FDA defines a patient-reported outcome (PRO) as “a measurement based on a report that comes directly from the patient about the status of a patient’s health condition without amendment or interpretation of the patient’s response by a clinician or others.” PROs can capture symptoms as well as the quality of “activities of daily life.” A PRO measure is the instrument or tool, typically a questionnaire or diary, used to evaluate health status.
FDA said that PRO measures can provide evidence for benefitrisk assessments and can be used in medical device labeling to communicate the effect of a treatment on patient symptoms and functioning. PRO measures can also help determine who should be included in a clinical study.

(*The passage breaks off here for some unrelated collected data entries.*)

//! Tool registry for managing available tools

use crate::Tool;
use agent_core::{Error, Result};
use serde_json::Value;
use std::collections::HashMap;
use std::sync::{Arc, PoisonError, RwLock};

/// Registry for managing tools
///
/// Tools are keyed by [`Tool::name`]; registering a second tool under the
/// same name replaces the first.
pub struct ToolRegistry {
    tools: RwLock<HashMap<String, Arc<dyn Tool>>>,
}

impl Default for ToolRegistry {
    fn default() -> Self {
        Self {
            tools: RwLock::new(HashMap::new()),
        }
    }
}

impl ToolRegistry {
    /// Create a new tool registry
    pub fn new() -> Self {
        Self::default()
    }

    /// Register a tool
    pub fn register(&self, tool: Arc<dyn Tool>) {
        let mut tools = self.tools.write().unwrap_or_else(PoisonError::into_inner);
        tracing::debug!(tool = tool.name(), "Registering tool");
        tools.insert(tool.name().to_string(), tool);
    }

    /// Get a tool by name
    pub fn get(&self, name: &str) -> Option<Arc<dyn Tool>> {
        let tools = self.tools.read().unwrap_or_else(PoisonError::into_inner);
        tools.get(name).cloned()
    }

    /// Look up a tool by name and execute it
    pub async fn execute(&self, name: &str, params: Value) -> Result<Value> {
        let tool = self
            .get(name)
            .ok_or_else(|| Error::ToolNotFound(name.to_string()))?;

        tracing::debug!(tool = name, "Executing tool");
        tool.execute(params).await
    }

    /// Names of all registered tools, sorted
    pub fn names(&self) -> Vec<String> {
        let tools = self.tools.read().unwrap_or_else(PoisonError::into_inner);
        let mut names: Vec<String> = tools.keys().cloned().collect();
        names.sort();
        names
    }

    /// Get the number of registered tools
    pub fn len(&self) -> usize {
        let tools = self.tools.read().unwrap_or_else(PoisonError::into_inner);
        tools.len()
    }

    /// Check if the registry is empty
    pub fn is_empty(&self) -> bool {
        let tools = self.tools.read().unwrap_or_else(PoisonError::into_inner);
        tools.is_empty()
    }
}
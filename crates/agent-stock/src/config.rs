//! Configuration for the stock agent

use crate::error::{Result, StockError};
use crate::series::{is_valid_interval, is_valid_period};
use serde::{Deserialize, Serialize};
use std::path::PathBuf;
use std::time::Duration;

/// Configuration for fetching and charting
#[derive(Debug, Clone, Serialize, Deserialize)]
pub struct StockConfig {
    /// Period used when a command omits it
    pub default_period: String,

    /// Interval used when a command omits it
    pub default_interval: String,

    /// Upper bound for a single market-data request
    pub request_timeout: Duration,

    /// Market-data requests allowed per minute
    pub requests_per_minute: u32,

    /// Directory charts are written to
    pub chart_dir: PathBuf,

    /// Chart width in pixels
    pub chart_width: u32,

    /// Chart height in pixels
    pub chart_height: u32,

    /// Window of the moving-average overlay on single-ticker charts
    pub sma_window: Option<usize>,
}

impl Default for StockConfig {
    fn default() -> Self {
        Self {
            default_period: "1mo".to_string(),
            default_interval: "1d".to_string(),
            request_timeout: Duration::from_secs(30),
            requests_per_minute: 60,
            chart_dir: PathBuf::from("charts"),
            chart_width: 1000,
            chart_height: 500,
            sma_window: Some(20),
        }
    }
}

impl StockConfig {
    /// Create a new configuration builder
    pub fn builder() -> StockConfigBuilder {
        StockConfigBuilder::default()
    }

    /// Validate the configuration
    pub fn validate(&self) -> Result<()> {
        if !is_valid_period(&self.default_period) {
            return Err(StockError::ConfigError(format!(
                "unknown default period '{}'",
                self.default_period
            )));
        }

        if !is_valid_interval(&self.default_interval) {
            return Err(StockError::ConfigError(format!(
                "unknown default interval '{}'",
                self.default_interval
            )));
        }

        if self.requests_per_minute == 0 {
            return Err(StockError::ConfigError(
                "requests_per_minute must be greater than 0".to_string(),
            ));
        }

        if self.chart_width == 0 || self.chart_height == 0 {
            return Err(StockError::ConfigError(
                "chart dimensions must be greater than 0".to_string(),
            ));
        }

        if self.sma_window == Some(0) {
            return Err(StockError::ConfigError(
                "sma_window must be greater than 0".to_string(),
            ));
        }

        Ok(())
    }
}

/// Builder for StockConfig
#[derive(Debug, Default)]
pub struct StockConfigBuilder {
    default_period: Option<String>,
    default_interval: Option<String>,
    request_timeout: Option<Duration>,
    requests_per_minute: Option<u32>,
    chart_dir: Option<PathBuf>,
    chart_width: Option<u32>,
    chart_height: Option<u32>,
    sma_window: Option<Option<usize>>,
}

impl StockConfigBuilder {
    /// Set the default period
    pub fn default_period(mut self, period: impl Into<String>) -> Self {
        self.default_period = Some(period.into());
        self
    }

    /// Set the default interval
    pub fn default_interval(mut self, interval: impl Into<String>) -> Self {
        self.default_interval = Some(interval.into());
        self
    }

    /// Set request timeout
    pub fn request_timeout(mut self, duration: Duration) -> Self {
        self.request_timeout = Some(duration);
        self
    }

    /// Set the request rate limit
    pub fn requests_per_minute(mut self, limit: u32) -> Self {
        self.requests_per_minute = Some(limit);
        self
    }

    /// Set the chart output directory
    pub fn chart_dir(mut self, dir: impl Into<PathBuf>) -> Self {
        self.chart_dir = Some(dir.into());
        self
    }

    /// Set chart dimensions
    pub fn chart_size(mut self, width: u32, height: u32) -> Self {
        self.chart_width = Some(width);
        self.chart_height = Some(height);
        self
    }

    /// Set the moving-average window, `None` disables the overlay
    pub fn sma_window(mut self, window: Option<usize>) -> Self {
        self.sma_window = Some(window);
        self
    }

    /// Load overrides from `STOCK_AGENT_*` environment variables
    pub fn with_env(mut self) -> Self {
        if let Ok(period) = std::env::var("STOCK_AGENT_PERIOD") {
            self.default_period = Some(period);
        }
        if let Ok(interval) = std::env::var("STOCK_AGENT_INTERVAL") {
            self.default_interval = Some(interval);
        }
        if let Ok(dir) = std::env::var("STOCK_AGENT_CHART_DIR") {
            self.chart_dir = Some(PathBuf::from(dir));
        }
        self
    }

    /// Build the configuration
    pub fn build(self) -> Result<StockConfig> {
        let defaults = StockConfig::default();

        let config = StockConfig {
            default_period: self.default_period.unwrap_or(defaults.default_period),
            default_interval: self.default_interval.unwrap_or(defaults.default_interval),
            request_timeout: self.request_timeout.unwrap_or(defaults.request_timeout),
            requests_per_minute: self
                .requests_per_minute
                .unwrap_or(defaults.requests_per_minute),
            chart_dir: self.chart_dir.unwrap_or(defaults.chart_dir),
            chart_width: self.chart_width.unwrap_or(defaults.chart_width),
            chart_height: self.chart_height.unwrap_or(defaults.chart_height),
            sma_window: self.sma_window.unwrap_or(defaults.sma_window),
        };

        config.validate()?;
        Ok(config)
    }
}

The objectives for FDA’s Aug. 31 guidance on using PRO measures are to:
- Describe principles that may be considered when using PRO instruments in the evaluation of medical devices.
- Provide recommendations about the importance of ensuring the PRO instruments are fit for purpose.
- Outline best practices to help ensure relevant, reliable, and sufficiently robust PRO instruments are developed, modified, or adapted using the least burdensome approach.
According to FDA, patient preference information can inform the design of a medical device, affect how a clinical study is designed, and be used to understand the impact of the clinical study results on patients. This information can help in:
- Identifying the most important benefits and risks of a technology from a patient’s perspective.
- Assessing the importance of clinical study outcomes to patients.
- Determining a meaningful change in study outcomes.
- Clarifying how patients think about the tradeoffs of these benefits and risks for a given technology.
- Showing how patient preferences vary across a population in relation to the benefits and risks of various treatment options.